With a slow gesture, I pulled my hand over to the round handle. One twist, that was what I needed.
However, it never happened. A glimpse of another door entered my vision, whose bright red paintjob caught my interest.
Well, that’s quite a lie. I wanted a reasonable explanation for my curiosity; thus, the color came to mind. In truth, though, I never understood it.
In slow, wavering steps, my position changed a few feet to the right. I stared at a door; a different, scarlet one.
A feeling brew in my mind, an intuition that the poison and antidote responsible for my sickness belonged in the other side of this red limit.
I arced my arm backwards, slammed my fist against the wood. Once, twice; each resulting in an echoing loud noise.
‘It’ll break at some point.’
Another sound broke the silence, this time, a meek creak. The door opened and left a crack, from which a half of a body and fluttering black hair seeped through.
The other half emerged, a girl’s.

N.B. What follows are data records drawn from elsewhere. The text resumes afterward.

//! Benchmarks for the designer hot paths: rebuilding the canvas after an
//! edit and validating a filled preview.

use benefit_console::form::fill::FillState;
use benefit_console::form::{ComponentLibrary, Designer, DesignerMode, FieldKind, FormDocument};
use benefit_console::utils::validation::is_money;
use criterion::{black_box, criterion_group, criterion_main, Criterion};

/// A designer holding every component kind once.
///
fn populated_designer() -> Designer {
    let library = ComponentLibrary::standard();
    let mut designer = Designer::new(DesignerMode::Form, FormDocument::empty(DesignerMode::Form));
    for item in library.items() {
        if designer.add_library_item(item).is_err() {
            break;
        }
    }
    designer
}

fn bench_canvas_views(c: &mut Criterion) {
    let designer = populated_designer();
    c.bench_function("canvas_views_all_kinds", |b| {
        b.iter(|| black_box(designer.canvas_views()))
    });
}

fn bench_fill_validation(c: &mut Criterion) {
    let designer = populated_designer();
    let document = designer.document();
    let mut fill = FillState::new();
    for field in document.fields() {
        if field.kind() == FieldKind::Text || field.kind() == FieldKind::Money {
            fill.set_text(&field.id, "3,000.00".to_string());
        }
    }
    c.bench_function("validate_all_kinds", |b| {
        b.iter(|| black_box(fill.validate(black_box(document))))
    });
}

fn bench_money_format(c: &mut Criterion) {
    c.bench_function("is_money_with_separators", |b| {
        b.iter(|| is_money(black_box("¥1,234,567.89"), black_box("¥")))
    });
}

criterion_group!(benches, bench_canvas_views, bench_fill_validation, bench_money_format);
criterion_main!(benches);
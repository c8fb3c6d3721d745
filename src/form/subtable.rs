//! Sub-table engine.
//!
//! A sub-table field renders a bounded list of repeatable rows whose columns
//! are configured on the field itself. Row identity is ephemeral: each
//! rendered instance (design canvas, preview) owns its own `SubTableRows`
//! and only the row count is constrained.

use super::schema::SubTableConfig;

/// Row limit applied when a sub-table has no explicit `max_rows`.
pub const DEFAULT_MAX_ROWS: u32 = 10;

/// Highest row limit the property panel accepts.
pub const MAX_ROWS_LIMIT: u32 = 20;

pub type RowId = u64;

/// Result of an append attempt.
///
#[derive(Debug, Clone, Copy, PartialEq, Eq)]
pub enum RowAppend {
    Added(RowId),
    LimitReached,
}

/// Ephemeral row list of one rendered sub-table instance.
///
#[derive(Debug, Clone, PartialEq, Eq)]
pub struct SubTableRows {
    rows: Vec<RowId>,
    next_row: RowId,
}

impl Default for SubTableRows {
    fn default() -> Self {
        SubTableRows::new()
    }
}

impl SubTableRows {
    /// Return a row list holding the initial single row.
    ///
    pub fn new() -> Self {
        SubTableRows {
            rows: vec![1],
            next_row: 2,
        }
    }

    pub fn empty() -> Self {
        SubTableRows {
            rows: vec![],
            next_row: 1,
        }
    }

    pub fn rows(&self) -> &[RowId] {
        &self.rows
    }

    pub fn len(&self) -> usize {
        self.rows.len()
    }

    pub fn is_empty(&self) -> bool {
        self.rows.is_empty()
    }

    /// Whether another row fits under the limit.
    ///
    pub fn can_add(&self, max_rows: u32) -> bool {
        self.rows.len() < max_rows as usize
    }

    /// Append a row unless the limit is reached, in which case nothing changes.
    ///
    pub fn add_row(&mut self, max_rows: u32) -> RowAppend {
        if !self.can_add(max_rows) {
            return RowAppend::LimitReached;
        }
        let id = self.next_row;
        self.next_row += 1;
        self.rows.push(id);
        RowAppend::Added(id)
    }

    /// Remove a row by id. Returns false when the row does not exist.
    ///
    pub fn remove_row(&mut self, row: RowId) -> bool {
        match self.rows.iter().position(|r| *r == row) {
            Some(pos) => {
                self.rows.remove(pos);
                true
            }
            None => false,
        }
    }

    /// Remove the most recently added row, if any.
    ///
    pub fn remove_last(&mut self) -> Option<RowId> {
        self.rows.pop()
    }

    /// Drop trailing rows after the limit was lowered.
    ///
    pub fn clamp_to(&mut self, max_rows: u32) {
        self.rows.truncate(max_rows as usize);
    }
}

impl SubTableConfig {
    /// Return the row limit, falling back to the default.
    ///
    pub fn effective_max_rows(&self) -> u32 {
        match self.max_rows {
            Some(0) | None => DEFAULT_MAX_ROWS,
            Some(limit) => limit,
        }
    }

    pub fn remove_column(&mut self, id: &str) -> bool {
        let before = self.columns.len();
        self.columns.retain(|c| c.id != id);
        self.columns.len() != before
    }

    pub fn rename_column(&mut self, id: &str, label: String) -> bool {
        match self.columns.iter_mut().find(|c| c.id == id) {
            Some(column) => {
                column.label = label;
                true
            }
            None => false,
        }
    }
}

#[cfg(test)]
mod tests {
    use super::*;
    use crate::form::schema::{CommonProps, FieldKind};

    #[test]
    fn test_new_rows_start_with_one() {
        let rows = SubTableRows::new();
        assert_eq!(rows.len(), 1);
        assert!(SubTableRows::empty().is_empty());
    }

    #[test]
    fn test_add_row_stops_at_limit() {
        let mut rows = SubTableRows::new();
        assert!(matches!(rows.add_row(3), RowAppend::Added(_)));
        assert!(matches!(rows.add_row(3), RowAppend::Added(_)));
        assert_eq!(rows.len(), 3);
        assert!(!rows.can_add(3));
        assert_eq!(rows.add_row(3), RowAppend::LimitReached);
        assert_eq!(rows.len(), 3);
    }

    #[test]
    fn test_rows_never_exceed_limit() {
        for limit in 1..=MAX_ROWS_LIMIT {
            let mut rows = SubTableRows::new();
            for _ in 0..(limit * 2) {
                rows.add_row(limit);
                assert!(rows.len() <= limit as usize);
            }
            assert_eq!(rows.len(), limit as usize);
        }
    }

    #[test]
    fn test_remove_row_never_underflows() {
        let mut rows = SubTableRows::new();
        let first = rows.rows()[0];
        assert!(rows.remove_row(first));
        assert!(rows.is_empty());
        assert!(!rows.remove_row(first));
        assert_eq!(rows.remove_last(), None);
        assert_eq!(rows.len(), 0);
    }

    #[test]
    fn test_row_ids_are_not_reused() {
        let mut rows = SubTableRows::new();
        let added = match rows.add_row(5) {
            RowAppend::Added(id) => id,
            RowAppend::LimitReached => panic!("limit reached"),
        };
        rows.remove_row(added);
        match rows.add_row(5) {
            RowAppend::Added(id) => assert_ne!(id, added),
            RowAppend::LimitReached => panic!("limit reached"),
        }
    }

    #[test]
    fn test_clamp_to_lowered_limit() {
        let mut rows = SubTableRows::new();
        for _ in 0..4 {
            rows.add_row(10);
        }
        rows.clamp_to(2);
        assert_eq!(rows.len(), 2);
        assert_eq!(rows.rows(), &[1u64, 2]);
    }

    #[test]
    fn test_effective_max_rows() {
        let mut config = match FieldKind::SubTable.default_config() {
            crate::form::schema::FieldConfig::SubTable(c) => c,
            other => panic!("unexpected config {:?}", other),
        };
        assert_eq!(config.effective_max_rows(), 10);
        config.max_rows = None;
        assert_eq!(config.effective_max_rows(), DEFAULT_MAX_ROWS);
        config.max_rows = Some(3);
        assert_eq!(config.effective_max_rows(), 3);

        let empty = SubTableConfig {
            common: CommonProps::default(),
            columns: vec![],
            max_rows: Some(0),
        };
        assert_eq!(empty.effective_max_rows(), DEFAULT_MAX_ROWS);
    }
}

A black cropped shirt hugged her upper body, while white short covered her thighs.
A couple of meters behind her, sitting legs crossed on a sofa, was another girl, a double, perhaps a twin.
She had an opposite getup as her sister, which, piling up on top of my throbbing headache, confused me like nothing else would.
I glanced back and forth between the two, until the front sister parted her lips to a sweet voice.
“Mae, he’s come back.”
The girl had a teasing tone, bordering on mockery, while her face raised a grin. Across my memories, one stood out to me.
The hallucination. That was her, right? Or was I going crazy?
While I wanted to speak, my brain was working overdrive to keep me awake; thus, nothing slid off my tongue.
“Hmmm…” The act of peering at my face seemed to be a delight for the girl, who let out a satisfactory moan. Her lips twitched erratically, as thoughts she would begin laughing any time.
“Who are you?” I pieced together a coherent sentence.
For an answer, I got a gesture; the sofa girl walked up next to her sister, flashing the same dainty smile.
Their pale blue pair of eyes were bewitching. I lost myself.
One of the girls hugged my neck, rested her head on my shoulder, before breathing in my ear a faint whisper.
“The ones that will make you happy.”
I heard the door close and fell for the pleasure a second time.